_PROBLEM DETAILS_: Output the entries below without any alteration.

_DATA TO EXAMINE_:
------------------------------------------------------------

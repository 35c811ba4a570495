//! Cursor movement for keyboard navigation.

use crossterm::event::KeyCode;
use oxo_core::Position;

/// Moves the cursor one cell, clamping at the board edges.
pub fn move_cursor(cursor: Position, key: KeyCode) -> Position {
    let (mut row, mut col) = (cursor.row(), cursor.col());

    match key {
        KeyCode::Up => row = row.saturating_sub(1),
        KeyCode::Down => row = (row + 1).min(2),
        KeyCode::Left => col = col.saturating_sub(1),
        KeyCode::Right => col = (col + 1).min(2),
        _ => {}
    }

    Position::at(row, col).unwrap_or(cursor)
}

------------------------------------------------------------

_WRITTEN RESPONSE_:
repository 35c811ba4a570495
//! Cursor movement for keyboard navigation.

use crossterm::event::KeyCode;
use oxo_core::Position;

/// Moves the cursor one cell, clamping at the board edges.
pub fn move_cursor(cursor: Position, key: KeyCode) -> Position {
    let (mut row, mut col) = (cursor.row(), cursor.col());

    match key {
        KeyCode::Up => row = row.saturating_sub(1),
        KeyCode::Down => row = (row + 1).min(2),
        KeyCode::Left => col = col.saturating_sub(1),
        KeyCode::Right => col = (col + 1).min(2),
        _ => {}
    }

    Position::at(row, col).unwrap_or(cursor)
}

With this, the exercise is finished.